The context was a special House Committee hearing to evaluate a Democratic proposal similar to the one proposed by Democratic presidential candidate Joe Biden, which would spend $2 trillion over four years on renewables and other climate programs.

Congressional interest in my testimony stems in part from the fact that I advocated for a Democratic energy proposal very similar to Biden’s between 2002 and 2009. Back then, the Obama administration justified the $90 billion it was spending on renewables as an economic stimulus, just as Biden’s campaign is doing today.

But then, late in the hearing, Representatives Sean Casten of Illinois and Jared Huffman of California, both Democrats, used the whole of their allotted time to claim that I am not a real environmentalist, that I am not a qualified expert, and that I am motivated by money.

Had I been given a chance to respond, I would have noted that: I have been a climate activist for 20 years; my new book, Apocalypse Never, has received strong praise from leading environmental scientists and scholars; the United Nations Intergovernmental Panel on Climate Change recently invited me to serve as an expert reviewer; and that I have always been financially independent of industry interests.

But I wasn’t given the chance to say any of that. After Casten and Huffman lied about me, Rep. Garret Graves asked the committee’s chairperson, Rep. Kathy Castor of Florida, to let me respond. She refused and abruptly ended the hearing.

What, exactly, had I said that was so dangerous as to lead Democrats to engage in character assassination and undermine liberal democratic norms? Nothing I hadn’t already said last January when I testified before Congress about climate change and energy.

Back then, I testified that climate change is real but isn’t the end of the world nor even our most important environmental problem. I pointed to the inherent physical reasons renewables can’t power a high energy industrial civilization. And I noted that cheap and abundant natural gas and nuclear, not industrial solar and wind, have been the big drivers of emissions reductions.

I further made the case that climate change was distracting us from a far greater and more urgent threat, which is the global domination of nuclear energy by China and Russia, which could be disastrous for US interests and the future of liberalism and democracy around the world.

Nations that partner with Russia or China to build nuclear plants are effectively absorbed into their sphere of influence. The line between soft power and hard power runs through nuclear energy. On the one side is cheap and clean electricity. On the other, a stepping stone to a weapons program.

During today’s hearing, several Democratic members claimed that renewables today are cheaper than existing grid electricity. But if that were true, I replied, why do solar and wind developers require hundreds of billions of dollars from American taxpayers in the form of subsidies?

The Democrats are basing their climate agenda on what California did. But California’s electricity rates since 2011 rose six times more than they did in the rest of the US, thanks mainly to the deployment of renewables and the infrastructure they require, such as transmission lines.

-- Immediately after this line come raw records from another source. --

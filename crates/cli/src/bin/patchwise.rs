use anyhow::Result;

#[tokio::main]
async fn main() -> Result<()> {
    patchwise_cli::main_entry().await
}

Instead of answering that question, Democrats claimed that solar and wind projects were somehow part of the battle for environmental justice. In reality, I noted, solar and wind projects are imposed on poorer communities and successfully resisted by wealthier ones.

In fact, a major new report found nearly 200 cases of human rights violations when renewable energy projects were imposed on poor communities. In Hawaii and Nebraska, indigenous leaders are resisting wind energy projects that threaten native bird species, including the nene and whooping crane, whose number one cause of mortality is transmission lines. 

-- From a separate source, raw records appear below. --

use crate::debug;
use crate::envelope;
use crate::error::{ChatLinkError, Result};
use crate::link::ChatLink;
use crate::registry::LinkRegistry;
use crate::variants::{LinkPayload, PaddingPolicy};
use std::fmt;
use std::str::FromStr;
use std::time::Instant;

#[derive(Debug, Clone, Copy, PartialEq, Eq)]
pub struct CodecConfig {
    pub padding_policy: PaddingPolicy,
    /// Route operations through the `debug` trace hooks.
    pub diagnostics: bool,
}

impl Default for CodecConfig {
    fn default() -> Self {
        Self {
            padding_policy: PaddingPolicy::RightPad,
            diagnostics: true,
        }
    }
}

impl CodecConfig {
    pub fn new() -> Self {
        Self::default()
    }

    pub fn with_padding_policy(mut self, policy: PaddingPolicy) -> Self {
        self.padding_policy = policy;
        self
    }

    pub fn with_diagnostics(mut self, enabled: bool) -> Self {
        self.diagnostics = enabled;
        self
    }
}

/// Text token <-> [`ChatLink`] conversion over the global registry.
#[derive(Debug, Clone, Copy)]
pub struct ChatLinkCodec {
    config: CodecConfig,
    registry: &'static LinkRegistry,
}

impl ChatLinkCodec {
    pub fn new(config: CodecConfig) -> Self {
        Self {
            config,
            registry: LinkRegistry::global(),
        }
    }

    /// Rejects short fixed-width payloads instead of zero-padding them.
    pub fn strict() -> Self {
        Self::new(CodecConfig::new().with_padding_policy(PaddingPolicy::Strict))
    }

    pub fn config(&self) -> &CodecConfig {
        &self.config
    }

    pub fn registry(&self) -> &'static LinkRegistry {
        self.registry
    }

    /// Header byte plus payload, without the text envelope.
    pub fn encode_bytes(&self, link: &ChatLink) -> Vec<u8> {
        let start = self.config.diagnostics.then(Instant::now);
        let bytes = self.registry.encode(link);

        if let Some(start) = start {
            debug::log_link("Encoded", link);
            debug::trace_encode(link, &bytes, start.elapsed().as_micros());
        }

        bytes
    }

    pub fn encode(&self, link: &ChatLink) -> String {
        envelope::wrap(&self.encode_bytes(link))
    }

    pub fn decode_bytes(&self, bytes: &[u8]) -> Result<ChatLink> {
        let start = self.config.diagnostics.then(Instant::now);
        let link = self.registry.decode(bytes, self.config.padding_policy)?;

        if let Some(start) = start {
            debug::log_link("Decoded", &link);
            debug::trace_decode(&link, bytes.len(), start.elapsed().as_micros());
        }

        Ok(link)
    }

    pub fn decode(&self, text: &str) -> Result<ChatLink> {
        let result = envelope::unwrap(text)
            .map_err(ChatLinkError::from)
            .and_then(|bytes| self.decode_bytes(&bytes));

        self.trace_failure(result, text)
    }

    /// Decodes a token that must be of kind `T`. `[&]` yields `T::default()`.
    pub fn decode_as<T: LinkPayload>(&self, text: &str) -> Result<T> {
        let result = envelope::unwrap(text)
            .map_err(ChatLinkError::from)
            .and_then(|bytes| {
                if bytes.is_empty() {
                    return Ok(T::default());
                }
                Ok(T::try_from(self.decode_bytes(&bytes)?)?)
            });

        self.trace_failure(result, text)
    }

    fn trace_failure<T>(&self, result: Result<T>, text: &str) -> Result<T> {
        if let Err(e) = &result {
            if self.config.diagnostics {
                debug::trace_decode_error(e, text.len());
            }
        }
        result
    }
}

impl Default for ChatLinkCodec {
    fn default() -> Self {
        Self::new(CodecConfig::default())
    }
}

impl fmt::Display for ChatLink {
    fn fmt(&self, f: &mut fmt::Formatter<'_>) -> fmt::Result {
        f.write_str(&ChatLinkCodec::default().encode(self))
    }
}

impl FromStr for ChatLink {
    type Err = ChatLinkError;

    fn from_str(s: &str) -> Result<Self> {
        ChatLinkCodec::default().decode(s)
    }
}

#[cfg(test)]
mod tests {
    use super::*;
    use crate::error::{DecodeError, EnvelopeError};
    use crate::link::*;

    fn sample_links() -> Vec<ChatLink> {
        vec![
            ChatLink::Coin(CoinLink::new(0)),
            ChatLink::Coin(CoinLink::new(u32::MAX)),
            ChatLink::Item(ItemLink::new(28445, 1).unwrap()),
            ChatLink::Item(ItemLink::new(ItemLink::MAX_ITEM_ID, 255).unwrap().with_skin(u32::MAX)),
            ChatLink::Item(
                ItemLink::new(46762, 250)
                    .unwrap()
                    .with_skin(3709)
                    .with_suffix(24615)
                    .with_secondary_suffix(24618),
            ),
            ChatLink::Item(ItemLink::new(46762, 1).unwrap().with_secondary_suffix(24618)),
            ChatLink::Dialog(DialogLink { dialog_id: i32::MIN }),
            ChatLink::Dialog(DialogLink { dialog_id: 42 }),
            ChatLink::PointOfInterest(PointOfInterestLink { poi_id: 56 }),
            ChatLink::Skill(SkillLink { skill_id: 5491 }),
            ChatLink::Trait(TraitLink { trait_id: 1010 }),
            ChatLink::Recipe(RecipeLink { recipe_id: 7 }),
            ChatLink::Outfit(OutfitLink { outfit_id: 1 }),
            ChatLink::Skin(SkinLink { skin_id: 4 }),
            ChatLink::Unknown(UnknownLink::new(0x00, vec![]).unwrap()),
            ChatLink::Unknown(UnknownLink::new(0x0D, vec![0x10, 0x20]).unwrap()),
            ChatLink::Unknown(UnknownLink::new(0xFF, vec![9; 40]).unwrap()),
        ]
    }

    #[test]
    fn test_round_trip() {
        let codec = ChatLinkCodec::default();

        for link in sample_links() {
            let text = codec.encode(&link);
            assert_eq!(codec.decode(&text).unwrap(), link, "token {}", text);
        }
    }

    #[test]
    fn test_round_trip_strict() {
        let codec = ChatLinkCodec::strict();

        for link in sample_links() {
            let text = codec.encode(&link);
            assert_eq!(codec.decode(&text).unwrap(), link, "token {}", text);
        }
    }

    #[test]
    fn test_coin_token() {
        let codec = ChatLinkCodec::default();
        let link = ChatLink::Coin(CoinLink::new(100));

        assert_eq!(codec.encode_bytes(&link), vec![0x01, 0x64, 0x00, 0x00, 0x00]);
        assert_eq!(codec.encode(&link), "[&AWQAAAA=]");
    }

    #[test]
    fn test_item_token() {
        let codec = ChatLinkCodec::default();
        let link = ChatLink::Item(ItemLink::new(28445, 1).unwrap());

        let bytes = codec.encode_bytes(&link);
        assert_eq!(bytes, vec![0x02, 0x01, 0x1D, 0x6F, 0x00, 0x00]);
        assert_eq!(codec.encode(&link), "[&AgEdbwAA]");
    }

    #[test]
    fn test_empty_payload() {
        let codec = ChatLinkCodec::default();

        let link = codec.decode("[&]").unwrap();
        assert_eq!(link, ChatLink::Unknown(UnknownLink::default()));
        assert_eq!(link.header(), 0);

        let skill: SkillLink = codec.decode_as("[&]").unwrap();
        assert_eq!(skill, SkillLink::default());
    }

    #[test]
    fn test_envelope_rejection() {
        let codec = ChatLinkCodec::default();

        for text in ["", "[&]x", "&abc]", "[&AW*AAAA=]", "[&AWQAAAA]"] {
            assert!(
                matches!(codec.decode(text), Err(ChatLinkError::Envelope(EnvelopeError::Malformed(_)))),
                "accepted {:?}",
                text
            );
        }
    }

    #[test]
    fn test_unknown_header_fidelity() {
        let codec = ChatLinkCodec::default();
        let bytes = [0xFF, 0x10, 0x20, 0x30, 0x40, 0x50, 0x60, 0x70];
        let text = envelope::wrap(&bytes);

        let link = codec.decode(&text).unwrap();
        match &link {
            ChatLink::Unknown(unknown) => {
                assert_eq!(unknown.header(), 0xFF);
                assert_eq!(unknown.raw_payload(), &bytes[1..]);
            }
            other => panic!("expected unknown link, got {:?}", other),
        }

        assert_eq!(codec.encode_bytes(&link), bytes.to_vec());
        assert_eq!(codec.encode(&link), text);
    }

    #[test]
    fn test_decode_as() {
        let codec = ChatLinkCodec::default();
        let text = codec.encode(&ChatLink::Recipe(RecipeLink { recipe_id: 7 }));

        let recipe: RecipeLink = codec.decode_as(&text).unwrap();
        assert_eq!(recipe.recipe_id, 7);

        assert_eq!(
            codec.decode_as::<OutfitLink>(&text),
            Err(ChatLinkError::Decode(DecodeError::WrongVariant {
                expected: LinkKind::Outfit,
                found: 0x0A,
            }))
        );
    }

    #[test]
    fn test_decode_as_agrees_with_decode() {
        let traced = ChatLinkCodec::default();
        let quiet = ChatLinkCodec::new(CodecConfig::new().with_diagnostics(false));
        let item = ItemLink::new(46762, 3).unwrap().with_suffix(24615);
        let text = traced.encode(&ChatLink::Item(item));

        for codec in [traced, quiet] {
            assert_eq!(codec.decode(&text).unwrap(), ChatLink::Item(item));
            assert_eq!(codec.decode_as::<ItemLink>(&text).unwrap(), item);
            assert_eq!(codec.decode_as::<CoinLink>("[&]").unwrap(), CoinLink::default());
            assert!(matches!(
                codec.decode_as::<CoinLink>("[&AgEdbwAA"),
                Err(ChatLinkError::Envelope(EnvelopeError::Malformed(_)))
            ));
            assert!(matches!(
                ChatLinkCodec::new(CodecConfig { padding_policy: PaddingPolicy::Strict, ..*codec.config() })
                    .decode_as::<RecipeLink>(&envelope::wrap(&[0x0A, 0x34])),
                Err(ChatLinkError::Decode(DecodeError::Truncated { kind: LinkKind::Recipe, .. }))
            ));
        }
    }

    #[test]
    fn test_quiet_codec_round_trip() {
        let codec = ChatLinkCodec::new(CodecConfig::new().with_diagnostics(false));

        for link in sample_links() {
            let bytes = codec.encode_bytes(&link);
            assert_eq!(bytes, ChatLinkCodec::default().encode_bytes(&link));
            assert_eq!(codec.decode_bytes(&bytes).unwrap(), link);
        }
    }

    #[test]
    fn test_decode_as_unknown_header() {
        let codec = ChatLinkCodec::default();
        let text = envelope::wrap(&[0x0D, 0x01]);

        assert_eq!(
            codec.decode_as::<ItemLink>(&text),
            Err(ChatLinkError::Decode(DecodeError::WrongVariant {
                expected: LinkKind::Item,
                found: 0x0D,
            }))
        );
    }

    #[test]
    fn test_short_recipe_policies() {
        let text = envelope::wrap(&[0x0A, 0x34, 0x12]);

        let lenient = ChatLinkCodec::default().decode(&text).unwrap();
        assert_eq!(lenient, ChatLink::Recipe(RecipeLink { recipe_id: 0x1234 }));

        let strict = ChatLinkCodec::strict().decode(&text);
        assert!(matches!(
            strict,
            Err(ChatLinkError::Decode(DecodeError::Truncated { kind: LinkKind::Recipe, .. }))
        ));
    }

    #[test]
    fn test_item_truncated_token() {
        let text = envelope::wrap(&[0x02, 0x01, 0x1D, 0x6F, 0x00, 0x40, 0x01]);

        assert!(matches!(
            ChatLinkCodec::default().decode(&text),
            Err(ChatLinkError::Decode(DecodeError::Truncated { kind: LinkKind::Item, .. }))
        ));
    }

    #[test]
    fn test_display_and_from_str() {
        let link = ChatLink::Skill(SkillLink { skill_id: 5491 });
        let text = link.to_string();

        assert_eq!(text, ChatLinkCodec::default().encode(&link));
        assert_eq!(text.parse::<ChatLink>().unwrap(), link);
        assert!("not a link".parse::<ChatLink>().is_err());
    }

    #[test]
    fn test_concurrent_decode() {
        let text = ChatLinkCodec::default().encode(&ChatLink::Item(
            ItemLink::new(46762, 1).unwrap().with_skin(3709),
        ));

        let handles: Vec<_> = (0..8)
            .map(|_| {
                let text = text.clone();
                std::thread::spawn(move || {
                    let codec = ChatLinkCodec::new(CodecConfig::new().with_diagnostics(false));
                    (0..100)
                        .map(|_| codec.decode(&text).unwrap())
                        .collect::<Vec<_>>()
                })
            })
            .collect();

        let expected = ChatLinkCodec::default().decode(&text).unwrap();
        for handle in handles {
            for link in handle.join().unwrap() {
                assert_eq!(link, expected);
            }
        }
    }

    #[test]
    fn test_config_builder() {
        let config = CodecConfig::new()
            .with_padding_policy(PaddingPolicy::Strict)
            .with_diagnostics(false);

        assert_eq!(config.padding_policy, PaddingPolicy::Strict);
        assert!(!config.diagnostics);
        assert_eq!(ChatLinkCodec::new(config).config(), &config);
        assert_eq!(CodecConfig::default().padding_policy, PaddingPolicy::RightPad);
    }
}
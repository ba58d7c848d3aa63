pub mod buffer;
pub mod link;
pub mod variants;
pub mod registry;
pub mod envelope;
pub mod codec;
pub mod error;
pub mod debug;

pub use link::{
    ChatLink, LinkKind, ItemModifiers,
    CoinLink, ItemLink, DialogLink, PointOfInterestLink,
    SkillLink, TraitLink, RecipeLink, OutfitLink, SkinLink,
    UnknownLink,
};

pub use buffer::{
    ByteReader, ByteWriter,
};

pub use variants::{
    LinkPayload, PaddingPolicy,
};

pub use registry::{
    LinkRegistry, VariantCodec,
};

pub use codec::{
    ChatLinkCodec, CodecConfig,
};

pub use error::{
    ChatLinkError, DecodeError, EnvelopeError, InvalidLink, RegistryError, Result,
};

pub use debug::{
    init_debug_mode, is_debug_enabled, is_trace_enabled,
    log_link, trace_encode, trace_decode, trace_decode_error, trace_unknown_header,
    format_hex, link_summary,
};

/// Encodes `link` as a `[&...]` token with the default codec.
pub fn encode(link: &ChatLink) -> String {
    ChatLinkCodec::default().encode(link)
}

/// Decodes a `[&...]` token with the default codec.
pub fn decode(text: &str) -> Result<ChatLink> {
    ChatLinkCodec::default().decode(text)
}

/// Decodes a token that must be of kind `T`.
pub fn decode_as<T: LinkPayload>(text: &str) -> Result<T> {
    ChatLinkCodec::default().decode_as(text)
}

Renewables also hurt working people by raising the cost of electricity for industries that offer good jobs with high pay. From 2011 to 2018, California’s industrial electricity prices rose 32 percent, while the average price in the other 49 states fell one percent. 

The good manufacturing jobs in renewables are mostly in China, which makes most of the world’s solar panels, including America’s, while the US is stuck with temporary low-wage service jobs installing solar panels and wind turbines, and doing energy efficiency retrofits. By contrast, nuclear power plants, which can operate for 80 years or longer, require high-wage, high-skilled, and permanent jobs for multiple generations. 

What’s going on? Why do Democrats, who imagine themselves to be on the side of working people and the poor, advocate for renewables and against nuclear? It’s hard not to notice that some of the Democrats’ largest donors, including Tom Steyer and Mike Bloomberg, are renewable energy and natural gas investors. Even one of my main antagonists, Rep. Casten, was a renewable energy investor before joining Congress.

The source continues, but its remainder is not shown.